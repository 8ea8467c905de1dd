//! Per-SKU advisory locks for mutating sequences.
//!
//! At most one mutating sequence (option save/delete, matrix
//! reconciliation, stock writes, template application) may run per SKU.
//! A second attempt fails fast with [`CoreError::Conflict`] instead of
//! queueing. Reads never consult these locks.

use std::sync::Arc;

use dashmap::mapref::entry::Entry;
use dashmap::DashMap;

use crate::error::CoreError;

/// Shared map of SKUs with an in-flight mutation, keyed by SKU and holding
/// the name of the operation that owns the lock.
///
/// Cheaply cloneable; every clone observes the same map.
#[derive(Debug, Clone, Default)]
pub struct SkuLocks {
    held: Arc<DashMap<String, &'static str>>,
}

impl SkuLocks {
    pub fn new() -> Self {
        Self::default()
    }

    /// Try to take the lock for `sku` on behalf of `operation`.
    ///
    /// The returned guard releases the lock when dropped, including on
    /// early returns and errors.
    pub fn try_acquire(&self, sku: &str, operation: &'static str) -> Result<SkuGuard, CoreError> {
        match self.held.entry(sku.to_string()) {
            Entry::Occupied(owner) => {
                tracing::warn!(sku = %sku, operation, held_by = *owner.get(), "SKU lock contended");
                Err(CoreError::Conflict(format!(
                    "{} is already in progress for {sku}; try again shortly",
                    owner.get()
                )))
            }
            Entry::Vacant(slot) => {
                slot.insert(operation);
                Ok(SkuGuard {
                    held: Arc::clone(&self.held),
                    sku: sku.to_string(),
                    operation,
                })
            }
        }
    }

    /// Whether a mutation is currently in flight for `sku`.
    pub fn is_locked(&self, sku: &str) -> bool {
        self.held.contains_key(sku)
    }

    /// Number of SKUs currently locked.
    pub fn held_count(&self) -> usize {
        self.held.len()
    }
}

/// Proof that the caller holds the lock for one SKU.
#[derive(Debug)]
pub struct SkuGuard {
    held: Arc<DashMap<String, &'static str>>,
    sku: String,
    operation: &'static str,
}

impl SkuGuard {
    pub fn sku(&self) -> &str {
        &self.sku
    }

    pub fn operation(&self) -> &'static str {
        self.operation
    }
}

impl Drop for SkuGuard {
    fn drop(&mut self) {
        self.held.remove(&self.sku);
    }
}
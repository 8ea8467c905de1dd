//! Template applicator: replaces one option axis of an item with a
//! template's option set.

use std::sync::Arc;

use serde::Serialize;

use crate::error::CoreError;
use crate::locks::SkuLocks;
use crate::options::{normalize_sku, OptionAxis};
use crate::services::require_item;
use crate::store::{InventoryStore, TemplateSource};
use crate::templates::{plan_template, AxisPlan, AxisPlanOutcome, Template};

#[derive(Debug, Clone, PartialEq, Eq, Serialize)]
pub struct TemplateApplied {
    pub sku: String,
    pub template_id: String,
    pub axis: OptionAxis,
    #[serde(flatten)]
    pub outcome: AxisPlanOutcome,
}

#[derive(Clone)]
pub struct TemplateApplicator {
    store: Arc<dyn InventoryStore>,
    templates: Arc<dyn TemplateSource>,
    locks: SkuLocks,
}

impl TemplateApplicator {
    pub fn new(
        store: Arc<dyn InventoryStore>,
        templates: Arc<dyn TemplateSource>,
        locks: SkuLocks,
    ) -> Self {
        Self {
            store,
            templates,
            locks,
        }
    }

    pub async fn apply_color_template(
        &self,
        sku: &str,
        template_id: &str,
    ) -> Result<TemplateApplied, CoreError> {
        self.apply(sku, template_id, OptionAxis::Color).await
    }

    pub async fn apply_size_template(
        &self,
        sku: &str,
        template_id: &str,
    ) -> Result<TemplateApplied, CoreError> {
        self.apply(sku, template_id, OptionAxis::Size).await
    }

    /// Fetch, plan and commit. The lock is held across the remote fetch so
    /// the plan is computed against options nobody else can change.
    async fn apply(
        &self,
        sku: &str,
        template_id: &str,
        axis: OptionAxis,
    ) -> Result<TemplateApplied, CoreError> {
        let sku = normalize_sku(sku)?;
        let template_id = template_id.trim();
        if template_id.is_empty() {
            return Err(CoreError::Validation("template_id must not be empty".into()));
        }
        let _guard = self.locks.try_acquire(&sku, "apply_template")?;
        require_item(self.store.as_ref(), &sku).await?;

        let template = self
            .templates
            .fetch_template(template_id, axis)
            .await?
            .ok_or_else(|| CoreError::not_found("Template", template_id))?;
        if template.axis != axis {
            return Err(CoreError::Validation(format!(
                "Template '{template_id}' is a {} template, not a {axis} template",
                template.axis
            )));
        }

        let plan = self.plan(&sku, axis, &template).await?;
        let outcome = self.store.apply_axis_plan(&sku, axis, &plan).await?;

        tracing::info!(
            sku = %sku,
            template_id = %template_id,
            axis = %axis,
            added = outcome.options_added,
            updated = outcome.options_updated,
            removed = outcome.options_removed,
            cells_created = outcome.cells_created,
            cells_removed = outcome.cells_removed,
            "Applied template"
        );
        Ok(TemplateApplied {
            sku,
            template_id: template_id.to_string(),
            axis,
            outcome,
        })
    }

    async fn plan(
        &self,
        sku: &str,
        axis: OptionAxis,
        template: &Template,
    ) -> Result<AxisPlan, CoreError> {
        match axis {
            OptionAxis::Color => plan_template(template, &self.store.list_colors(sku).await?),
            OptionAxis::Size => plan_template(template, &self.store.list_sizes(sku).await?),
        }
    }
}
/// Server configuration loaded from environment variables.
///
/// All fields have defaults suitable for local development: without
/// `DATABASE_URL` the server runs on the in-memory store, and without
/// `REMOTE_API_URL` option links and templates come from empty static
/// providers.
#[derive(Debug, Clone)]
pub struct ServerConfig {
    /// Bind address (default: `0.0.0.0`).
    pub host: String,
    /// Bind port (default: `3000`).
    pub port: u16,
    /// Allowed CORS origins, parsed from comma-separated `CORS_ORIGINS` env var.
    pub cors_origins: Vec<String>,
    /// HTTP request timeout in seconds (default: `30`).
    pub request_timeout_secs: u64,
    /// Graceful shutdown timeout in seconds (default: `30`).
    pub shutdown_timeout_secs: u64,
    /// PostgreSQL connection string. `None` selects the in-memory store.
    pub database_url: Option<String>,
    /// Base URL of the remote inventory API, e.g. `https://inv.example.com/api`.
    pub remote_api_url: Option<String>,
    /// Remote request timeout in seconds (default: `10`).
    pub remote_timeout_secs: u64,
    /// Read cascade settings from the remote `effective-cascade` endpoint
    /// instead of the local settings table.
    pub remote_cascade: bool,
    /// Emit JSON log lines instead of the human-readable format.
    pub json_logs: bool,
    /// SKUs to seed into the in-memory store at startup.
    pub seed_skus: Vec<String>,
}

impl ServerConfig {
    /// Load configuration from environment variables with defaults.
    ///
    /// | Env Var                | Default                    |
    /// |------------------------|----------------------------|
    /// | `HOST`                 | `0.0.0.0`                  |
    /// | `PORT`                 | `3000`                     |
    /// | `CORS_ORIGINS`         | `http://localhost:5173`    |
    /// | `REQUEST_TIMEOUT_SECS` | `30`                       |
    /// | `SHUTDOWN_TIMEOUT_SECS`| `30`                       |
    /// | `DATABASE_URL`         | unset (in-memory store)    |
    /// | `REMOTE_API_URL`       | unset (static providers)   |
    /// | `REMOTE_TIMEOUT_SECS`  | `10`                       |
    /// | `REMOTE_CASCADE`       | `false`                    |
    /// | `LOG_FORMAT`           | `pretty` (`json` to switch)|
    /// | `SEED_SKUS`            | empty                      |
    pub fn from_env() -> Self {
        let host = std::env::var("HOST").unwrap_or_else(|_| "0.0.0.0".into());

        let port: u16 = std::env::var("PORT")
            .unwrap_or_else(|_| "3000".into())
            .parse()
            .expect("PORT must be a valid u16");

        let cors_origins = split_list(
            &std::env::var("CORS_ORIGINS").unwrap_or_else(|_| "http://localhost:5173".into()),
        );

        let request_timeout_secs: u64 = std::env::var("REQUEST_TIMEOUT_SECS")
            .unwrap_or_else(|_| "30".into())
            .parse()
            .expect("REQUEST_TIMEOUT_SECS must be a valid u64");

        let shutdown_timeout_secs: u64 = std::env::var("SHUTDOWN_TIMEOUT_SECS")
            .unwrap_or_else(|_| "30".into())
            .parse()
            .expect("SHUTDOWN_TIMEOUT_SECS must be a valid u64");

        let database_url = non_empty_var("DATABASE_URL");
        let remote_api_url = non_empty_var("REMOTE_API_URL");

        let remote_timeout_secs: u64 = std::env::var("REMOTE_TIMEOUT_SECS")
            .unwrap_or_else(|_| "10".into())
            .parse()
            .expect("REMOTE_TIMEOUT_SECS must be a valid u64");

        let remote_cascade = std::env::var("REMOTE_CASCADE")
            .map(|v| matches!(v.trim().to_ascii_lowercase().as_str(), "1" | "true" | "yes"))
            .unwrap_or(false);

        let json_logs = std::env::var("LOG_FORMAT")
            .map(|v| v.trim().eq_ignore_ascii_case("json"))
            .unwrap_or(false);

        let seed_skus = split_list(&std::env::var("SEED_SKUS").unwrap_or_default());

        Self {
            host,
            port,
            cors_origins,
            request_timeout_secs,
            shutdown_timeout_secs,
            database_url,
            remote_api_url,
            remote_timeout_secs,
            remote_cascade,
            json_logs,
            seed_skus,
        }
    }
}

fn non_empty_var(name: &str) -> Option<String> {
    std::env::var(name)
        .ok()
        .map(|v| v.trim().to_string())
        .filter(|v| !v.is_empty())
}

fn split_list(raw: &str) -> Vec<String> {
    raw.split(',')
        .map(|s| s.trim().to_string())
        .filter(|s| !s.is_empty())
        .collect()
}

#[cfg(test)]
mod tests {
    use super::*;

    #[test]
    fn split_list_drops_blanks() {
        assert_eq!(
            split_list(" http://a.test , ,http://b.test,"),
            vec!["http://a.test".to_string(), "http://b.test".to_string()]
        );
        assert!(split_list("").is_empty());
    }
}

★ ★ ★ ★

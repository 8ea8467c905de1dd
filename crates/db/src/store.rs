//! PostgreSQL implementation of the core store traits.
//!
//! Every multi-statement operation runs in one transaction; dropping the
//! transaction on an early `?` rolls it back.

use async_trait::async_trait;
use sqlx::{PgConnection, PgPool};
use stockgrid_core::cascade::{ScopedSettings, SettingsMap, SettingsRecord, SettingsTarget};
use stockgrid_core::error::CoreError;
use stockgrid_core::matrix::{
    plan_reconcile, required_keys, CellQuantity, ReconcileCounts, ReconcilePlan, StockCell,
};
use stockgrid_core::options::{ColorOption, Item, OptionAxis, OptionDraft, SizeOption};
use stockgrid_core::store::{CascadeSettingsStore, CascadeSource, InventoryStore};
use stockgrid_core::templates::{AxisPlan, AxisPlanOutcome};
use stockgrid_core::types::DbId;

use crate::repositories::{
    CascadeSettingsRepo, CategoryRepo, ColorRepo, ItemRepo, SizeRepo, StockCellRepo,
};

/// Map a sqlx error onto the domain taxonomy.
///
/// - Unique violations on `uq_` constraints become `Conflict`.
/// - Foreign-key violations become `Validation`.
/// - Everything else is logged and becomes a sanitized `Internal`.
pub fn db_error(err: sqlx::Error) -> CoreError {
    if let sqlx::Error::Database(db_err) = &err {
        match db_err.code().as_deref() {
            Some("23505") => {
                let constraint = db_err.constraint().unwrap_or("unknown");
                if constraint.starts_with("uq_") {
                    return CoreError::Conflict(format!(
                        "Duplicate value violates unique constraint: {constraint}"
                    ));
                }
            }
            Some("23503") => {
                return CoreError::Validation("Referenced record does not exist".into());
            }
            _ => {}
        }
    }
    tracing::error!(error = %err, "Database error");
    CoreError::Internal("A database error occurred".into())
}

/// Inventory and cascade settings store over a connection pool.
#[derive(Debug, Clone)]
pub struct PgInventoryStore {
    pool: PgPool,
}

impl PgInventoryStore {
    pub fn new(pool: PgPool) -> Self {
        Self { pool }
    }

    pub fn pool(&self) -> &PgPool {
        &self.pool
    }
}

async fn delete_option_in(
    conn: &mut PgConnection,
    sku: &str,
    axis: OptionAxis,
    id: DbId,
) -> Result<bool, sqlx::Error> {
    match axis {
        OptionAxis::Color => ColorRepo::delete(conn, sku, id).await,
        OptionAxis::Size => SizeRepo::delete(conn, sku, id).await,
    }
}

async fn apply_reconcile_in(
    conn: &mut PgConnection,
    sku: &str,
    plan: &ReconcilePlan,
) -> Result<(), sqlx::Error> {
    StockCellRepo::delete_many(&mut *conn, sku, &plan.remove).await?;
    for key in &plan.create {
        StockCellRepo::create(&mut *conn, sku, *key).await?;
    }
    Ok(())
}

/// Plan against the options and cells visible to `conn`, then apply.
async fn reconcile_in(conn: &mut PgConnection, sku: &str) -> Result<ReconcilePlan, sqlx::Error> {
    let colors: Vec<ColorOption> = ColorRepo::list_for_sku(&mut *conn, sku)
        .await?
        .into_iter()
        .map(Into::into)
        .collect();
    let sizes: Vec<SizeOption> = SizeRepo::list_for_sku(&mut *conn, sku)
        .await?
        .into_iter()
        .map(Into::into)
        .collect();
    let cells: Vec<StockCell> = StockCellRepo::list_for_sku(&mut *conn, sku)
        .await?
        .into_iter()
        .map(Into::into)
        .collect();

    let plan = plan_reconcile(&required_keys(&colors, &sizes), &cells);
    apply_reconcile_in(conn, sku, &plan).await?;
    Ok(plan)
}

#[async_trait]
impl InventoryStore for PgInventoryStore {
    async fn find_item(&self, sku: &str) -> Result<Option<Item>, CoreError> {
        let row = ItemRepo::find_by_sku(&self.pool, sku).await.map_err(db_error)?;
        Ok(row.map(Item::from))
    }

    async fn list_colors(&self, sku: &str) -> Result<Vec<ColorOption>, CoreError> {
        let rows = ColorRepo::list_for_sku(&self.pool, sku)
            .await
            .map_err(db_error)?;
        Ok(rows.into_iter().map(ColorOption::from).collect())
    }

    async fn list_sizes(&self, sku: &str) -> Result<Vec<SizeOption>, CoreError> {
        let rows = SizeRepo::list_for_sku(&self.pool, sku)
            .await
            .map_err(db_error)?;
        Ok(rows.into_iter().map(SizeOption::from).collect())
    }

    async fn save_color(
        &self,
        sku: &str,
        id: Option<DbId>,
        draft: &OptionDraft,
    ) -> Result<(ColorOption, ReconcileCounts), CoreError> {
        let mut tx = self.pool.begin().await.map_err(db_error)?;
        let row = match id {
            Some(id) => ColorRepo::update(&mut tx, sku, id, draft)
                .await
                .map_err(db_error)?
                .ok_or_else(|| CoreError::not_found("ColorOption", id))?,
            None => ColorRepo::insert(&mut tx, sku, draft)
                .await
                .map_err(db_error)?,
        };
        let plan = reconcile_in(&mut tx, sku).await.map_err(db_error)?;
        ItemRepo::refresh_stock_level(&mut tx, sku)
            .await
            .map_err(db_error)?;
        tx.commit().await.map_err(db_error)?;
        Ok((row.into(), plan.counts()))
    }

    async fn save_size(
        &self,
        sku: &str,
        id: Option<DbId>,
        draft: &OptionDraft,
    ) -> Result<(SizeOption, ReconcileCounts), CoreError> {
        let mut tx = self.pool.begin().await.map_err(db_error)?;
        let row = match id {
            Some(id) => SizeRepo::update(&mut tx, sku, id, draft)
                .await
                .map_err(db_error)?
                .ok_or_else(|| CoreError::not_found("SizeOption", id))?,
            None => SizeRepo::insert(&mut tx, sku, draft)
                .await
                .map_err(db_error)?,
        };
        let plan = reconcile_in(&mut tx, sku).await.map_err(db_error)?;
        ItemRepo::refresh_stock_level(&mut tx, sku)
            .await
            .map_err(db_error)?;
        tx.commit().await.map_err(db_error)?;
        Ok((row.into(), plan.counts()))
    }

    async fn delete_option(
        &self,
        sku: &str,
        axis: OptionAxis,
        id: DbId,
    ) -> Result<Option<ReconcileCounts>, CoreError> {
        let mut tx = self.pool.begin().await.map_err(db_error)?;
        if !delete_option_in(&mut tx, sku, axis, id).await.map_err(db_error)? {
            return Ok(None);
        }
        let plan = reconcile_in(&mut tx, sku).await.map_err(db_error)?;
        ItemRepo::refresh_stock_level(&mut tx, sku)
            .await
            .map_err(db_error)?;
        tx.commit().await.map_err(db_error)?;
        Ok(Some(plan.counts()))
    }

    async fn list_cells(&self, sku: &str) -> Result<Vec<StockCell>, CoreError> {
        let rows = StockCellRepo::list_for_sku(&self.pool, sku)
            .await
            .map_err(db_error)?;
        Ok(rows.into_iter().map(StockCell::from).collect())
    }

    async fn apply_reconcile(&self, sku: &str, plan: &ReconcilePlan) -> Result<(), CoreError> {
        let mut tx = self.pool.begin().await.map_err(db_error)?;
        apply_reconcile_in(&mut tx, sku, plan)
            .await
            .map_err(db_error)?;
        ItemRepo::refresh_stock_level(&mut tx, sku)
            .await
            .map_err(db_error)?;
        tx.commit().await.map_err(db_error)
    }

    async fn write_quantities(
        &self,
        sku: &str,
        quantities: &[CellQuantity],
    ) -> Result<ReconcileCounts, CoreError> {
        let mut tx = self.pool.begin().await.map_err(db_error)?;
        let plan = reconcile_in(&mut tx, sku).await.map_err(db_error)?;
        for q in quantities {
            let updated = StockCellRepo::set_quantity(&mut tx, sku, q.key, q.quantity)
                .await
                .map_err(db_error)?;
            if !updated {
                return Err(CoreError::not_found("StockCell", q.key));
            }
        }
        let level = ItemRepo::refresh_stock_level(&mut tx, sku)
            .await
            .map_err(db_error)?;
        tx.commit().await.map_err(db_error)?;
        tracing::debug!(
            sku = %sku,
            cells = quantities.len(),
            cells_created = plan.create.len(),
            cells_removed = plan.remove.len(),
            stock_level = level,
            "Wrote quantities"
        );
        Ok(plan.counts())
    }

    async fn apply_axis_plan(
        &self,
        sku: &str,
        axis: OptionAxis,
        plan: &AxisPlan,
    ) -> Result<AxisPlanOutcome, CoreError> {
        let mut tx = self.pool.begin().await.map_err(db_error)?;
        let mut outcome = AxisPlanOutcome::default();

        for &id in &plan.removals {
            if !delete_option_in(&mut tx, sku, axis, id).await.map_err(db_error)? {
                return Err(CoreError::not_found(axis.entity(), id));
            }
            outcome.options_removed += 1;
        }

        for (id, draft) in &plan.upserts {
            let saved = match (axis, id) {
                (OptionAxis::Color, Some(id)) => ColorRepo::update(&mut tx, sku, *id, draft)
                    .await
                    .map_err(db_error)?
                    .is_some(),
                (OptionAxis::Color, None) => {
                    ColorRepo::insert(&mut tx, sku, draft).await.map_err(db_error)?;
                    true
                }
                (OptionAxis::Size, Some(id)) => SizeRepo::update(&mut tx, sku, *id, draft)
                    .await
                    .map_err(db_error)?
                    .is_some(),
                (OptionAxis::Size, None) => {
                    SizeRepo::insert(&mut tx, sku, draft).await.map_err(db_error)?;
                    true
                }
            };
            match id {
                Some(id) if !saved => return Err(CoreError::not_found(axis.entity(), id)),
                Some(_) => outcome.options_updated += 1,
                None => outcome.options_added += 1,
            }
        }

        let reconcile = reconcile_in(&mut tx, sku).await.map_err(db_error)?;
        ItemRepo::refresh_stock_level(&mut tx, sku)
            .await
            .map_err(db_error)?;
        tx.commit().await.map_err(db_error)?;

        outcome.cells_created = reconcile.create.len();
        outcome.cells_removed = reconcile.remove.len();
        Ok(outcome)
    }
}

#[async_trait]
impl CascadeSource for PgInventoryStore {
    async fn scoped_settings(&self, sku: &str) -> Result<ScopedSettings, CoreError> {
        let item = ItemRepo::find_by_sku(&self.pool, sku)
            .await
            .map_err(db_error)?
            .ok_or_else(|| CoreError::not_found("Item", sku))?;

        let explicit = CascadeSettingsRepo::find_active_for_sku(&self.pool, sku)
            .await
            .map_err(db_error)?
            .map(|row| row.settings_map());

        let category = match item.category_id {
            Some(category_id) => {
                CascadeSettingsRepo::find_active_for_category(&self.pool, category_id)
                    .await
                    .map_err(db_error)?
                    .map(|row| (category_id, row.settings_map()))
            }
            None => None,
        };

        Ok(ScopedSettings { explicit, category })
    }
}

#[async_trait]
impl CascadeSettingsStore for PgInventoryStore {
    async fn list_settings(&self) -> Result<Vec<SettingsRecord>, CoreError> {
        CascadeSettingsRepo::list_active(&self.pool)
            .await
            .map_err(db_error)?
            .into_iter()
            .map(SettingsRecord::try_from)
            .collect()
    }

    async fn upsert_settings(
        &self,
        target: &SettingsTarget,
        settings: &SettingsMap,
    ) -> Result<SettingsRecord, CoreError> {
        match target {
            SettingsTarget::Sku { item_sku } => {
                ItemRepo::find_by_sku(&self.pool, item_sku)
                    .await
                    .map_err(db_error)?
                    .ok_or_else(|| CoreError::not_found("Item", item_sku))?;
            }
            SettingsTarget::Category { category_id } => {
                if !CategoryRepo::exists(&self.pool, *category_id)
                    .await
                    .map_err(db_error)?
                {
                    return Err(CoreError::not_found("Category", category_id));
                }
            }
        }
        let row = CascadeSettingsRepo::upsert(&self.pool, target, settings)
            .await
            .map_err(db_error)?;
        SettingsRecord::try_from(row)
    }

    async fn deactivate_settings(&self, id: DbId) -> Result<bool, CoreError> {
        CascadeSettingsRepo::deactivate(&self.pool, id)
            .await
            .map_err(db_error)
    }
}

★ ★ ★ ★

▸ WORK ITEM: Copy down each line in the entries that has the word "unset".

▸ EXERCISE OUTPUT:
    /// | `DATABASE_URL`         | unset (in-memory store)    |
    /// | `REMOTE_API_URL`       | unset (static providers)   |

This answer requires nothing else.